» **Required work**
An exact transcription of the lines below, from the first through the one containing "pub mod storage;", is the only output wanted.
*-*-*
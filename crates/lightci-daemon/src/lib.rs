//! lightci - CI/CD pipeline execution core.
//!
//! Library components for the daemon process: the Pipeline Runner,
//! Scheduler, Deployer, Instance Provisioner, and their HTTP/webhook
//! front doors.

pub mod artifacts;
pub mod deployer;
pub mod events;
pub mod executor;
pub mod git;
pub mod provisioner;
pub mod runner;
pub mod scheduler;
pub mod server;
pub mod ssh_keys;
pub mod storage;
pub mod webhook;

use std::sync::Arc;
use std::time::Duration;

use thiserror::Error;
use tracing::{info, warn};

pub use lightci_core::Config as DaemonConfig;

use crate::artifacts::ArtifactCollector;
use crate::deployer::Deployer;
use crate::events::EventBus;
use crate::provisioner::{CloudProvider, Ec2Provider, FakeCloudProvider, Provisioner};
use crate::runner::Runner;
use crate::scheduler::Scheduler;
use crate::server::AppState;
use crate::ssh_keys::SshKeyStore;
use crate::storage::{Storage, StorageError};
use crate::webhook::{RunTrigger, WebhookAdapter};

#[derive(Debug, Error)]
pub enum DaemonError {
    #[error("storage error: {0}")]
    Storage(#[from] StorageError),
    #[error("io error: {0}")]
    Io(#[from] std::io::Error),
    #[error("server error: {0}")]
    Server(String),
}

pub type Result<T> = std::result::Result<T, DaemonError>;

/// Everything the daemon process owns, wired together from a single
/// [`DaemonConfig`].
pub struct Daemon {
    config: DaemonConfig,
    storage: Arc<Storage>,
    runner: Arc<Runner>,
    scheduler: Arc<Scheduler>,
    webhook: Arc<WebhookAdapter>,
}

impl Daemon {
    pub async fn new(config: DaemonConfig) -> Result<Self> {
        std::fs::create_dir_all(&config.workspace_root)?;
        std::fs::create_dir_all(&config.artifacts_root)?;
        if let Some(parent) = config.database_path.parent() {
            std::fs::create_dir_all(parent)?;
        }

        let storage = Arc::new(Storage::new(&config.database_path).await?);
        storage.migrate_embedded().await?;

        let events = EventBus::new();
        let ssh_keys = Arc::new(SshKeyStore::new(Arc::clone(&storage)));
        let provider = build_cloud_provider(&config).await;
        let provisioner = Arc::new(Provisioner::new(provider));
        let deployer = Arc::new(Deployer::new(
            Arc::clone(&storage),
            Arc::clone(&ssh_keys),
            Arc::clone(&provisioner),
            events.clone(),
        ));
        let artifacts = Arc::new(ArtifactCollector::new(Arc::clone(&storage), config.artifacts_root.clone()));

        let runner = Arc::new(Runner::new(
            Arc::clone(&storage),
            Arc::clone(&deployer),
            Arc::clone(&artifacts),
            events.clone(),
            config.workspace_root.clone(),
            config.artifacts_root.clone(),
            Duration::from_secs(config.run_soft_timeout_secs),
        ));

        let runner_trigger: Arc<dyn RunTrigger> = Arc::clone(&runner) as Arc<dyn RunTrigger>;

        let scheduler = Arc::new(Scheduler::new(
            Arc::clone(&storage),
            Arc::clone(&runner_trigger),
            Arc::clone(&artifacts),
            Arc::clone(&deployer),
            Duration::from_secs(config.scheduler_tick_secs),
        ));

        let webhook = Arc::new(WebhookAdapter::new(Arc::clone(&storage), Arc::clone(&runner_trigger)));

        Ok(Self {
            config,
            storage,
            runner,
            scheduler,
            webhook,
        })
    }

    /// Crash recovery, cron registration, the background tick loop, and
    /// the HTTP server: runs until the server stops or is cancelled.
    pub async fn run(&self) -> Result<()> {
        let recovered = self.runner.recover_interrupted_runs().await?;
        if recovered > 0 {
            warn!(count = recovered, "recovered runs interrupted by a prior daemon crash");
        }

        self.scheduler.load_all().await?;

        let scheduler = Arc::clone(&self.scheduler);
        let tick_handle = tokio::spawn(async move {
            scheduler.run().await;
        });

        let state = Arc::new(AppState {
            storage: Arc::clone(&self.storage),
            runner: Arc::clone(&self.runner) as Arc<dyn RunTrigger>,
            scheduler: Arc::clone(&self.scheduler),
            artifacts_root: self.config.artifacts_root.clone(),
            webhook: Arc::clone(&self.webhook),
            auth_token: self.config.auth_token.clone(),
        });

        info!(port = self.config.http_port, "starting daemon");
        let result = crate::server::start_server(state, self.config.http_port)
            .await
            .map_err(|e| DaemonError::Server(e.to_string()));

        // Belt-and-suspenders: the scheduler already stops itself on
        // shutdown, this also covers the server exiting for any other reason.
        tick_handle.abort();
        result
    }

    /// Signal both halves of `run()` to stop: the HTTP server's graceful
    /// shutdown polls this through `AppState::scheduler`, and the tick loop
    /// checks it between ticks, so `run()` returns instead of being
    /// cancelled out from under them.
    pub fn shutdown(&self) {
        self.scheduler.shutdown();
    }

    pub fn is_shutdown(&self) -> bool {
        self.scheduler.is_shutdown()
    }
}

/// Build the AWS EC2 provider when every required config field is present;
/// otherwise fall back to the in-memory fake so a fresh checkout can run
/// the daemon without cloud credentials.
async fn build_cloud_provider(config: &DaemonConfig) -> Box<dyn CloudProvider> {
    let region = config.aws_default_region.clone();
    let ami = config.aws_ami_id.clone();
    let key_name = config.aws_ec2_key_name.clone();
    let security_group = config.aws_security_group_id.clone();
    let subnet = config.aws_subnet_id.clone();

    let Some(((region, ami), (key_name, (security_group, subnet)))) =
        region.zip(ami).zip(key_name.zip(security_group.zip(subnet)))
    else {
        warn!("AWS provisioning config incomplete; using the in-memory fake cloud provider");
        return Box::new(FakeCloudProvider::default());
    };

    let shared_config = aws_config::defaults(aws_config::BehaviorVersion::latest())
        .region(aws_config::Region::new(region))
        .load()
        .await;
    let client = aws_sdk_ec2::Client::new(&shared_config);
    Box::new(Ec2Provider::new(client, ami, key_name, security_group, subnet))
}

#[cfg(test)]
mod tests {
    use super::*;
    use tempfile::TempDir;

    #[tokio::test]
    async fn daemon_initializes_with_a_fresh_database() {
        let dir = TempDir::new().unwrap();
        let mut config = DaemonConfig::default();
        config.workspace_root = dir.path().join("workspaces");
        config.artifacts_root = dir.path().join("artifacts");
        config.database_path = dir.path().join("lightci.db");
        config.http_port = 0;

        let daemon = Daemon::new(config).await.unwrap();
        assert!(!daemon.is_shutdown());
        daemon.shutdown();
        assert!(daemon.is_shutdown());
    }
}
*-*-*
» **Task output**
filename crates/lightci-daemon/src/lib.rs
//! lightci - CI/CD pipeline execution core.
//!
//! Library components for the daemon process: the Pipeline Runner,
//! Scheduler, Deployer, Instance Provisioner, and their HTTP/webhook
//! front doors.

pub mod artifacts;
pub mod deployer;
pub mod events;
pub mod executor;
pub mod git;
pub mod provisioner;
pub mod runner;
pub mod scheduler;
pub mod server;
pub mod ssh_keys;
pub mod storage;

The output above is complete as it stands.